Helicobacter pylori antibodies (CagA and VacA) detection. The link between cancer and infection.

BACKGROUND: Infection with different genotypes of virulent Helicobacter pylori (Hp) strain, CagA and/or VacA positive, can play a role in the development of atrophic gastritis, duodenal ulcer (DU), and gastric carcinomas (GC). This study was undertaken to investigate if patients with GC with Hp negative histological Giemsa staining had a past infection by virulent strains of Hp CagA and/or VacA positive. METHODS: Twenty GC, (average age +/- SD) 68.14+/-9.8 years old, Hp negative to histological take part to the study. Two-control group were included: 19 Hp infected patients with DU eradicated 10 years before, 58+/-18.2 yrs.

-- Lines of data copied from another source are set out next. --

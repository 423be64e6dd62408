pub mod backend;
pub mod cache;
pub mod config;
pub mod error;
pub mod generation;
pub mod inference;
pub mod metadata;
pub mod prompt_tokens;
pub mod sampling;
pub mod tensor;
pub mod tokenizer;
pub mod vision;

pub use backend::{InferenceBackend, ModelComponent};
pub use cache::KvCache;
pub use config::{ImageSize, ModelConfig, ModelConfigPatch};
pub use error::{ErrorKind, VlmError, VlmResult};
pub use generation::{DecodeHooks, Generator};
pub use inference::{
    CancellationToken, DecodeOutcome, DecodeParameters, DecodeParametersPatch, StreamCallback,
};
pub use metadata::{ModelMetadata, VisionInput};
pub use prompt_tokens::{IMAGE_PLACEHOLDER, PromptBuildOptions, render_chat_prompt};
pub use sampling::StopReason;
pub use tokenizer::Tokenizer;
use std::borrow::Cow;

use tracing::{debug, warn};

use crate::error::{VlmError, VlmResult};

/// Logit assigned to padded or suppressed vocabulary slots.
pub const SUPPRESSED_LOGIT: f32 = -1e9;

/// Replaces the single image-token row of `text_embeddings` with every row of
/// `vision_features`.
///
/// `text_embeddings` must be `[tokens, hidden]` flattened and `vision_features`
/// `[visual_tokens, hidden]` flattened. The result has
/// `(tokens - 1 + visual_tokens) * hidden` elements. Exactly one image token and
/// at least one visual token are required.
pub fn splice_image_features(
    token_ids: &[u32],
    image_token_id: u32,
    text_embeddings: &[f32],
    vision_features: &[f32],
    hidden_size: usize,
) -> VlmResult<Vec<f32>> {
    if vision_features.is_empty() {
        return Err(VlmError::EmptyVisionFeatures);
    }
    if hidden_size == 0 || vision_features.len() % hidden_size != 0 {
        return Err(VlmError::VisionDimensions {
            features: vision_features.len(),
            hidden_size,
        });
    }
    if text_embeddings.len() != token_ids.len() * hidden_size {
        return Err(VlmError::EmbeddingDimensions {
            embeddings: text_embeddings.len(),
            tokens: token_ids.len(),
            hidden_size,
        });
    }

    let positions: Vec<usize> = token_ids
        .iter()
        .enumerate()
        .filter(|&(_, &id)| id == image_token_id)
        .map(|(idx, _)| idx)
        .collect();
    let image_pos = match positions.as_slice() {
        [] => return Err(VlmError::NoImageToken),
        [pos] => *pos,
        many => return Err(VlmError::ImageTokenCount(many.len())),
    };

    let split = image_pos * hidden_size;
    let mut spliced =
        Vec::with_capacity(text_embeddings.len() - hidden_size + vision_features.len());
    spliced.extend_from_slice(&text_embeddings[..split]);
    spliced.extend_from_slice(vision_features);
    spliced.extend_from_slice(&text_embeddings[split + hidden_size..]);

    debug!(
        text_tokens = token_ids.len(),
        vision_tokens = vision_features.len() / hidden_size,
        image_pos,
        sequence = spliced.len() / hidden_size,
        "spliced vision features into prompt"
    );
    Ok(spliced)
}

/// Logits of the final sequence position.
///
/// The decoder returns `[batch, seq, vocab]`; the vocabulary width is read from
/// the last dimension and `fallback_vocab` is used when the shape does not
/// carry it.
pub fn last_token_logits<'a>(logits: &'a [f32], shape: &[i64], fallback_vocab: usize) -> &'a [f32] {
    let vocab = shape
        .last()
        .and_then(|&dim| usize::try_from(dim).ok())
        .filter(|&dim| dim > 0 && dim <= logits.len())
        .unwrap_or(fallback_vocab);
    if vocab > 0 && logits.len() >= vocab {
        &logits[logits.len() - vocab..]
    } else {
        logits
    }
}

/// Extends `logits` to `full_vocab` entries.
///
/// Padded slots get [`SUPPRESSED_LOGIT`] except for the ids listed in
/// `boosts`, which receive the paired value.
pub fn pad_logits<'a>(logits: &'a [f32], full_vocab: usize, boosts: &[(u32, f32)]) -> Cow<'a, [f32]> {
    if logits.len() >= full_vocab {
        return Cow::Borrowed(logits);
    }
    warn!(
        model_vocab = logits.len(),
        tokenizer_vocab = full_vocab,
        "padding logits to the tokenizer vocabulary"
    );
    let mut padded = Vec::with_capacity(full_vocab);
    padded.extend_from_slice(logits);
    padded.resize(full_vocab, SUPPRESSED_LOGIT);
    for &(id, value) in boosts {
        let id = id as usize;
        if id >= logits.len() && id < full_vocab {
            padded[id] = value;
        }
    }
    Cow::Owned(padded)
}
use std::{
    path::PathBuf,
    sync::mpsc::{self, Receiver, Sender},
    thread::{self, JoinHandle},
};

use anyhow::{Context, Result, anyhow};
use tracing::{debug, error};

use crate::{
    api::{InferenceRequest, InferenceResult},
    executor::{FastVlmExecutor, LoadState},
};

pub type LoadCallback = Box<dyn FnOnce(bool) + Send>;
pub type InferenceCallback = Box<dyn FnOnce(InferenceResult) + Send>;
/// Owned counterpart of [`fastvlm_core::StreamCallback`] that can cross threads.
pub type TokenStream = Box<dyn Fn(usize, &[u32]) + Send>;

/// Snapshot of the executor's load state.
#[derive(Debug, Clone, PartialEq, Eq)]
pub struct ExecutorStatus {
    pub state: LoadState,
    pub last_error: Option<String>,
}

enum Command {
    Load {
        model_dir: PathBuf,
        callback: LoadCallback,
    },
    Infer {
        request: InferenceRequest,
        stream: Option<TokenStream>,
        callback: InferenceCallback,
    },
    Status {
        callback: Box<dyn FnOnce(ExecutorStatus) + Send>,
    },
}

/// Runs one executor on its own thread.
///
/// Commands execute strictly in the order they were posted and every
/// callback runs on the executor thread. Dropping the handle lets queued
/// commands finish, then joins the thread.
pub struct ExecutorHandle {
    commands: Option<Sender<Command>>,
    thread: Option<JoinHandle<()>>,
}

impl ExecutorHandle {
    pub fn spawn(executor: FastVlmExecutor) -> Result<Self> {
        let (commands, inbox) = mpsc::channel();
        let thread = thread::Builder::new()
            .name("fastvlm-executor".to_string())
            .spawn(move || serve(executor, inbox))
            .context("failed to spawn executor thread")?;
        Ok(Self {
            commands: Some(commands),
            thread: Some(thread),
        })
    }

    fn post(&self, command: Command) -> Result<()> {
        self.commands
            .as_ref()
            .context("executor handle is shut down")?
            .send(command)
            .map_err(|_| anyhow!("executor thread has stopped"))
    }

    pub fn load_model(
        &self,
        model_dir: impl Into<PathBuf>,
        callback: impl FnOnce(bool) + Send + 'static,
    ) -> Result<()> {
        self.post(Command::Load {
            model_dir: model_dir.into(),
            callback: Box::new(callback),
        })
    }

    pub fn run_inference(
        &self,
        request: InferenceRequest,
        stream: Option<TokenStream>,
        callback: impl FnOnce(InferenceResult) + Send + 'static,
    ) -> Result<()> {
        self.post(Command::Infer {
            request,
            stream,
            callback: Box::new(callback),
        })
    }

    pub fn status(&self, callback: impl FnOnce(ExecutorStatus) + Send + 'static) -> Result<()> {
        self.post(Command::Status {
            callback: Box::new(callback),
        })
    }

    /// Posts a load and waits for its completion.
    pub fn load_model_blocking(&self, model_dir: impl Into<PathBuf>) -> Result<bool> {
        let (reply, done) = mpsc::channel();
        self.load_model(model_dir, move |loaded| {
            let _ = reply.send(loaded);
        })?;
        done.recv().context("executor dropped the load reply")
    }

    /// Posts a request and waits for its result.
    pub fn infer_blocking(
        &self,
        request: InferenceRequest,
        stream: Option<TokenStream>,
    ) -> Result<InferenceResult> {
        let (reply, done) = mpsc::channel();
        self.run_inference(request, stream, move |result| {
            let _ = reply.send(result);
        })?;
        done.recv().context("executor dropped the inference reply")
    }

    pub fn status_blocking(&self) -> Result<ExecutorStatus> {
        let (reply, done) = mpsc::channel();
        self.status(move |status| {
            let _ = reply.send(status);
        })?;
        done.recv().context("executor dropped the status reply")
    }
}

impl Drop for ExecutorHandle {
    fn drop(&mut self) {
        // Closing the channel ends the serve loop once the queue drains.
        drop(self.commands.take());
        if let Some(thread) = self.thread.take() {
            if thread.join().is_err() {
                error!("executor thread panicked");
            }
        }
    }
}

fn serve(mut executor: FastVlmExecutor, inbox: Receiver<Command>) {
    debug!("executor thread started");
    for command in inbox {
        match command {
            Command::Load {
                model_dir,
                callback,
            } => executor.load_model(&model_dir, callback),
            Command::Infer {
                request,
                stream,
                callback,
            } => {
                let stream = stream
                    .as_deref()
                    .map(|stream| stream as &dyn Fn(usize, &[u32]));
                callback(InferenceResult::from(executor.infer(&request, stream)));
            }
            Command::Status { callback } => callback(ExecutorStatus {
                state: executor.state(),
                last_error: executor.last_error().map(str::to_string),
            }),
        }
    }
    debug!("executor thread exiting");
}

Hp negative status was determined every year with histology and follow-up after therapy was 120+/-32 months; range 96-144 months. Twenty asymptomatic children, 7+/-4.47 yrs, with Hp negative faecal test. The immunoblot assay was used to detect serum antibodies against CagA and VacA. RESULTS: Prevalence of CagA and VacA seropositivity was 90 and 95% in GC, 84 and 84% in DU Hp negative, 25 and 5% in children Hp negative, respectively. CagA and VacA antibody positivity was not significantly different between GC and patients with DU eradicated 10 years before. A true significant positivity was found against children (''t''-Student test; p<0.0001). Statistical difference was found in age between groups p<0.03. CONCLUSIONS: Patients with GC, although Hp negative at present, could be infected by Hp before the appearance of the disease as confirmed by CagA and VacA seropositivity. These data may reinforce the idea to consider Hp as a direct carcinogenetic agent of GC.